After spending the last few years travelling from country to country and from arena to arena, Jamie Moore quite enjoyed recharging and relaxing during the enforced worldwide lockdown. The ambition and determination he was renowned for in his fighting career quickly returned when he re-opened the gym doors after the unscheduled but productive break, however, and although it isn’t quite business as usual just yet, he has been pleasantly surprised by the condition his troops have returned in.
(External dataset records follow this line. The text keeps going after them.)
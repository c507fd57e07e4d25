pub mod document;
pub mod dump;
pub mod filter;
pub mod settings;
pub mod storage;
pub mod utils;
use serde_json::{json, Value};
use tracing::warn;

/// One of the three predefined selection predicates over the Kibana
/// metadata index. Ids starting with `_` mark internal/client documents
/// by convention; `Filtered` and `Client` partition the index along that
/// prefix, `All` matches everything.
#[derive(Clone, Copy, Debug, Eq, PartialEq)]
pub enum QueryFilter {
    All,
    Filtered,
    Client,
}

impl Default for QueryFilter {
    fn default() -> Self {
        QueryFilter::All
    }
}

impl QueryFilter {
    /// Resolve a filter from its command-line name. Unrecognized or
    /// absent names fall back to `All`.
    pub fn from_name(name: Option<&str>) -> QueryFilter {
        match name {
            Some("client") => QueryFilter::Client,
            Some("filtered") => QueryFilter::Filtered,
            Some("all") | None => QueryFilter::All,
            Some(other) => {
                warn!("unrecognized filter '{}', defaulting to 'all'", other);
                QueryFilter::All
            }
        }
    }

    pub fn name(&self) -> &'static str {
        match self {
            QueryFilter::All => "all",
            QueryFilter::Filtered => "filtered",
            QueryFilter::Client => "client",
        }
    }

    /// The query DSL body selecting the documents of this filter.
    pub fn body(&self) -> Value {
        match self {
            QueryFilter::All => json!({
                "query": { "match_all": {} }
            }),
            QueryFilter::Filtered => json!({
                "query": {
                    "bool": {
                        "must": { "match_all": {} },
                        "must_not": { "prefix": { "_id": "_" } }
                    }
                }
            }),
            QueryFilter::Client => json!({
                "query": { "prefix": { "_id": "_" } }
            }),
        }
    }

    /// Local equivalent of the selection predicate, mirroring the query
    /// DSL of `body`.
    pub fn matches(&self, id: &str) -> bool {
        match self {
            QueryFilter::All => true,
            QueryFilter::Filtered => !id.starts_with('_'),
            QueryFilter::Client => id.starts_with('_'),
        }
    }
}

impl std::fmt::Display for QueryFilter {
    fn fmt(&self, f: &mut std::fmt::Formatter<'_>) -> std::fmt::Result {
        f.write_str(self.name())
    }
}

#[cfg(test)]
mod tests {
    use super::*;

    #[test]
    fn should_resolve_filter_names_by_equality() {
        assert_eq!(QueryFilter::from_name(Some("client")), QueryFilter::Client);
        assert_eq!(
            QueryFilter::from_name(Some("filtered")),
            QueryFilter::Filtered
        );
        assert_eq!(QueryFilter::from_name(Some("all")), QueryFilter::All);
        // owned strings must resolve too, not only interned literals
        let name = String::from("cli") + "ent";
        assert_eq!(
            QueryFilter::from_name(Some(name.as_str())),
            QueryFilter::Client
        );
    }

    #[test]
    fn should_default_to_all_when_absent_or_unrecognized() {
        assert_eq!(QueryFilter::from_name(None), QueryFilter::All);
        assert_eq!(QueryFilter::from_name(Some("bogus")), QueryFilter::All);
        assert_eq!(QueryFilter::default(), QueryFilter::All);
    }

    #[test]
    fn should_render_query_bodies() {
        assert_eq!(
            QueryFilter::All.body(),
            serde_json::json!({"query": {"match_all": {}}})
        );
        assert_eq!(
            QueryFilter::Client.body(),
            serde_json::json!({"query": {"prefix": {"_id": "_"}}})
        );
        let filtered = QueryFilter::Filtered.body();
        assert_eq!(
            filtered["query"]["bool"]["must_not"],
            serde_json::json!({"prefix": {"_id": "_"}})
        );
    }

    #[test]
    fn should_partition_ids_between_filtered_and_client() {
        let ids = ["_search-1", "dash-2", "_", "", "visu_3", "_dashboard"];
        for id in &ids {
            // Filtered ∪ Client == All, Filtered ∩ Client == ∅
            assert!(QueryFilter::All.matches(id));
            assert_eq!(
                QueryFilter::Filtered.matches(id) || QueryFilter::Client.matches(id),
                QueryFilter::All.matches(id)
            );
            assert!(!(QueryFilter::Filtered.matches(id) && QueryFilter::Client.matches(id)));
        }
        assert!(QueryFilter::Client.matches("_search-1"));
        assert!(!QueryFilter::Client.matches("dash-2"));
        assert!(QueryFilter::Filtered.matches("dash-2"));
    }
}
impl KibanaStorage {
    async fn search_request(
        &self,
        body: Value,
        size: i64,
        filter_path: &[&str],
    ) -> Result<SearchResponse, Error> {
        let index = [self.config.index.as_str()];
        let doc_types = self.config.doc_type.as_deref().map(|doc_type| [doc_type]);
        let search = match &doc_types {
            Some(doc_types) => self
                .client
                .search(SearchParts::IndexType(&index, doc_types)),
            None => self.client.search(SearchParts::Index(&index)),
        };
        let response = search
            .size(size)
            .filter_path(filter_path)
            .request_timeout(self.config.timeout)
            .body(body)
            .send()
            .await
            .context(ElasticsearchClient {
                details: format!("cannot search index {}", self.config.index),
            })?;

        if response.status_code().is_success() {
            response
                .json::<SearchResponse>()
                .await
                .context(ElasticsearchDeserialization)
        } else {
            Err(exception_error(response).await)
        }
    }

    /// Number of documents matching the filter, as reported by
    /// `hits.total` on a single-hit search. Used to size the
    /// full-window queries.
    pub async fn count_documents(&self, filter: &QueryFilter) -> Result<u64, Error> {
        let response = self
            .search_request(filter.body(), 1, &["hits.total"])
            .await?;
        let total = response.hits.total.ok_or(Error::JsonInvalid {
            details: String::from("expected 'hits.total'"),
        })?;
        Ok(total.value())
    }

    /// Identifiers of the documents matching the filter, fetched with a
    /// single request sized by `count_documents`.
    ///
    /// Matches beyond that single-request window are not paginated: the
    /// result can be truncated on very large indices, though never
    /// longer than the reported count. Deletion goes through the
    /// scrolled path instead.
    pub async fn list_document_refs(
        &self,
        filter: &QueryFilter,
    ) -> Result<Vec<DocumentRef>, Error> {
        let size = self.count_documents(filter).await?;
        let response = self
            .search_request(
                filter.body(),
                size as i64,
                &["hits.hits._index", "hits.hits._type", "hits.hits._id"],
            )
            .await?;
        Ok(response
            .hits
            .hits
            .into_iter()
            .map(DocumentRef::from)
            .collect())
    }

    /// Fetch the full documents for the given identifiers with one
    /// multi-get request, in request order. Identifiers that resolve to
    /// nothing are skipped with a warning.
    pub async fn get_documents(&self, refs: &[DocumentRef]) -> Result<Vec<SavedObject>, Error> {
        if refs.is_empty() {
            return Ok(Vec::new());
        }
        let docs = refs
            .iter()
            .map(|r| json!({ "_index": r.index, "_type": r.doc_type, "_id": r.id }))
            .collect::<Vec<_>>();
        let response = self
            .client
            .mget(MgetParts::None)
            .request_timeout(self.config.timeout)
            .body(json!({ "docs": docs }))
            .send()
            .await
            .context(ElasticsearchClient {
                details: format!("cannot multi-get from index {}", self.config.index),
            })?;

        if response.status_code().is_success() {
            let body = response
                .json::<MgetResponse>()
                .await
                .context(ElasticsearchDeserialization)?;
            Ok(body
                .docs
                .into_iter()
                .filter_map(|hit| {
                    let id = hit.id.clone();
                    let object = hit.into_saved_object();
                    if object.is_none() {
                        warn!("document '{}' not found, skipping", id);
                    }
                    object
                })
                .collect())
        } else {
            Err(exception_error(response).await)
        }
    }

    /// Fetch the full documents matching the filter with one search
    /// sized by `count_documents`. Same single-request-window truncation
    /// caveat as `list_document_refs`.
    pub async fn search_documents(&self, filter: &QueryFilter) -> Result<Vec<SavedObject>, Error> {
        let size = self.count_documents(filter).await?;
        let response = self
            .search_request(
                filter.body(),
                size as i64,
                &[
                    "hits.hits._index",
                    "hits.hits._type",
                    "hits.hits._id",
                    "hits.hits._source",
                ],
            )
            .await?;
        Ok(response
            .hits
            .hits
            .into_iter()
            .filter_map(|hit| {
                let id = hit.id.clone();
                let object = hit.into_saved_object();
                if object.is_none() {
                    warn!("document '{}' has no source, skipping", id);
                }
                object
            })
            .collect())
    }

    /// Enumerate the identifiers of every document matching the filter
    /// through a scroll cursor, as delete candidates. Unlike the sized
    /// search paths, this enumerates all matches regardless of count;
    /// each call opens a fresh, finite cursor.
    pub async fn stream_deletable(
        &self,
        filter: &QueryFilter,
    ) -> Result<Pin<Box<dyn Stream<Item = Result<DocumentRef, Error>> + Send>>, Error> {
        let client = self.client.clone();
        let index = self.config.index.clone();
        let doc_type = self.config.doc_type.clone();
        let timeout = self.config.timeout;
        let chunk_size = self.config.scroll_chunk_size as i64;
        let keep_alive = self.config.scroll_keep_alive.clone();

        // The cursor only carries identifiers: no source, no scoring.
        let mut query = filter.body();
        query["_source"] = json!(false);
        query["sort"] = json!(["_doc"]);

        let stream = stream::try_unfold(State::Start, move |state| {
            let client = client.clone();
            let index = index.clone();
            let doc_type = doc_type.clone();
            let keep_alive = keep_alive.clone();
            let query = query.clone();

            async move {
                match state {
                    State::Start => {
                        let indices = [index.as_str()];
                        let doc_types = doc_type.as_deref().map(|doc_type| [doc_type]);
                        let search = match &doc_types {
                            Some(doc_types) => {
                                client.search(SearchParts::IndexType(&indices, doc_types))
                            }
                            None => client.search(SearchParts::Index(&indices)),
                        };
                        let response = search
                            .scroll(&keep_alive)
                            .size(chunk_size)
                            .request_timeout(timeout)
                            .body(query)
                            .send()
                            .await
                            .context(ElasticsearchClient {
                                details: format!("cannot open scroll on index {}", index),
                            })?;

                        let body = scroll_page(response).await?;
                        next_chunk(body)
                    }
                    State::Next(scroll_id) => {
                        let response = client
                            .scroll(ScrollParts::None)
                            .request_timeout(timeout)
                            .body(json!({ "scroll": keep_alive, "scroll_id": scroll_id }))
                            .send()
                            .await
                            .context(ElasticsearchClient {
                                details: format!("cannot continue scroll on index {}", index),
                            })?;

                        let body = scroll_page(response).await?;
                        next_chunk(body)
                    }
                    State::End(scroll_id) => {
                        let response = client
                            .clear_scroll(ClearScrollParts::None)
                            .body(json!({ "scroll_id": [scroll_id] }))
                            .send()
                            .await
                            .context(ElasticsearchClient {
                                details: String::from("cannot clear scroll"),
                            })?;
                        if !response.status_code().is_success() {
                            // the cursor expires server-side anyway
                            warn!("could not clear scroll cursor on index {}", index);
                        }
                        Ok(None)
                    }
                }
            }
        })
        .try_flatten();

        Ok(stream.boxed())
    }

    /// Load the given saved objects into the configured index as one
    /// bulk of index operations, keyed by each record's type and id, so
    /// re-running the same load overwrites rather than duplicates.
    ///
    /// Success or failure is evaluated for the whole batch: a failing
    /// `errors` flag on the bulk response surfaces as a single error.
    pub async fn bulk_index(&self, documents: &[SavedObject]) -> Result<(), Error> {
        if documents.is_empty() {
            info!("no documents to load");
            return Ok(());
        }
        let mut body: Vec<JsonBody<Value>> = Vec::with_capacity(documents.len() * 2);
        for document in documents {
            // the destination index comes from the configuration, not
            // from the record
            body.push(
                json!({ "index": {
                    "_index": self.config.index,
                    "_type": document.doc_type,
                    "_id": document.id,
                }})
                .into(),
            );
            body.push(document.source.clone().into());
        }

        let response = self
            .client
            .bulk(BulkParts::None)
            .request_timeout(self.config.timeout)
            .body(body)
            .send()
            .await
            .context(ElasticsearchClient {
                details: format!("cannot bulk index into {}", self.config.index),
            })?;

        self.check_bulk_response(response).await
    }

    /// Delete every document matching the filter, piping the scrolled
    /// identifier stream into fixed-size bulk chunks so arbitrarily
    /// large result sets are never materialized at once. Returns the
    /// number of delete operations submitted.
    pub async fn bulk_delete(&self, filter: &QueryFilter) -> Result<u64, Error> {
        let stream = self.stream_deletable(filter).await?;
        delete_in_chunks(stream, self.config.bulk_chunk_size, |refs| async move {
            self.bulk_delete_refs(&refs).await
        })
        .await
    }

    async fn bulk_delete_refs(&self, refs: &[DocumentRef]) -> Result<(), Error> {
        if refs.is_empty() {
            return Ok(());
        }
        let body: Vec<JsonBody<Value>> = refs
            .iter()
            .map(|r| {
                json!({ "delete": {
                    "_index": r.index,
                    "_type": r.doc_type,
                    "_id": r.id,
                }})
                .into()
            })
            .collect();

        let response = self
            .client
            .bulk(BulkParts::None)
            .request_timeout(self.config.timeout)
            .body(body)
            .send()
            .await
            .context(ElasticsearchClient {
                details: format!("cannot bulk delete from {}", self.config.index),
            })?;

        self.check_bulk_response(response).await
    }

    async fn check_bulk_response(&self, response: Response) -> Result<(), Error> {
        if response.status_code().is_success() {
            let body = response
                .json::<BulkResponse>()
                .await
                .context(ElasticsearchDeserialization)?;
            if body.errors {
                let failed = body
                    .items
                    .iter()
                    .filter(|item| {
                        item.get("index")
                            .or_else(|| item.get("delete"))
                            .and_then(|op| op.get("error"))
                            .is_some()
                    })
                    .count();
                Err(Error::BulkFailure {
                    details: format!("{} operations out of {} failed", failed, body.items.len()),
                })
            } else {
                Ok(())
            }
        } else {
            Err(exception_error(response).await)
        }
    }
}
“All the lads came back in good nick. I was a bit surprised really,” said Moore, who trains 32Red ambassadors Carl Frampton and Jack Catterall. “To be honest though, I’m the same. I’m in the best shape I’ve been in for ten years. Because I’m usually that busy training other people I never get the chance to do anything myself. I could just crack on with my own training and enjoy it.
“As a fighter, when they are out of training after a fight they think, ‘That training camp was hard. I’ll have some time off,’ but they haven’t thought like that this time. They’ve used the time wisely because they all want to fight. They’ve all thought, ‘If I’m in shape, I’ll be able to take one of the first dates that comes up.’”
As unusual a situation as this is for the boxers, it is the trainers who must make sure their fighters enter the ring in perfect condition and they face a whole set of new challenges. Making sure a boxer peaks at a precise moment is an art when you have the facilities, sparring partners, and time you need to hand. When all those necessities are restricted or unavailable it becomes a much harder and unpredictable task.
“It’s gonna be difficult. The only saving grace I’ve got is that we’ve got such a big gym,” Moore said. “We’ve probably got enough people in house to get the sparring done. We’re lucky in that sense. It is gonna be difficult but everybody else is in the same boat so the playing field should be levelled out a little bit although gyms like mine will probably have a little bit of an advantage in terms of sparring. Timing is gonna be difficult and we don’t really know how long things are gonna last either. It could be like this for another two weeks or it could be another two months we just don’t know.”
Frampton is already back in Manchester and training for his return to action on an undisclosed date against an undisclosed opponent at an undisclosed location. His shot at WBO super featherweight champion, Jamel Herring, is on the back burner for the time being and the added unknowns make Moore’s already difficult job even more tricky. Frampton’s professionalism will be crucial in helping make sure that things run as smoothly as possible.
“Carl’s got a lot of experience. He’s got muscle memory and his body will pick up the places it’s already been to quickly.
“Nothing is set in stone yet but he’s back over here training now. Depending on restrictions it might be a foreign opponent or it might be a domestic guy. We just don’t know. If it is restricted to domestic fighters, where do you get somebody for Carl? It’s a difficult one. Look at Jack Catterall. He’s the number one contender for the world title. You could probably just about get away with making a fight between him and another domestic opponent but for a two weight world champion who’s going for his third title in a third weight division, that’s going to be difficult to do in terms of a British opponent.
“If it’s gonna have to be somebody domestic then it can’t be a ten round keep busy fight, it has to be a big one and when you’re around that calibre then you’re talking big dough and there is gonna be a fine line between being able to do it and it being out of the question. That’s not my job. My job is to get Carl ready for whatever is presented to him and whatever gets accepted.”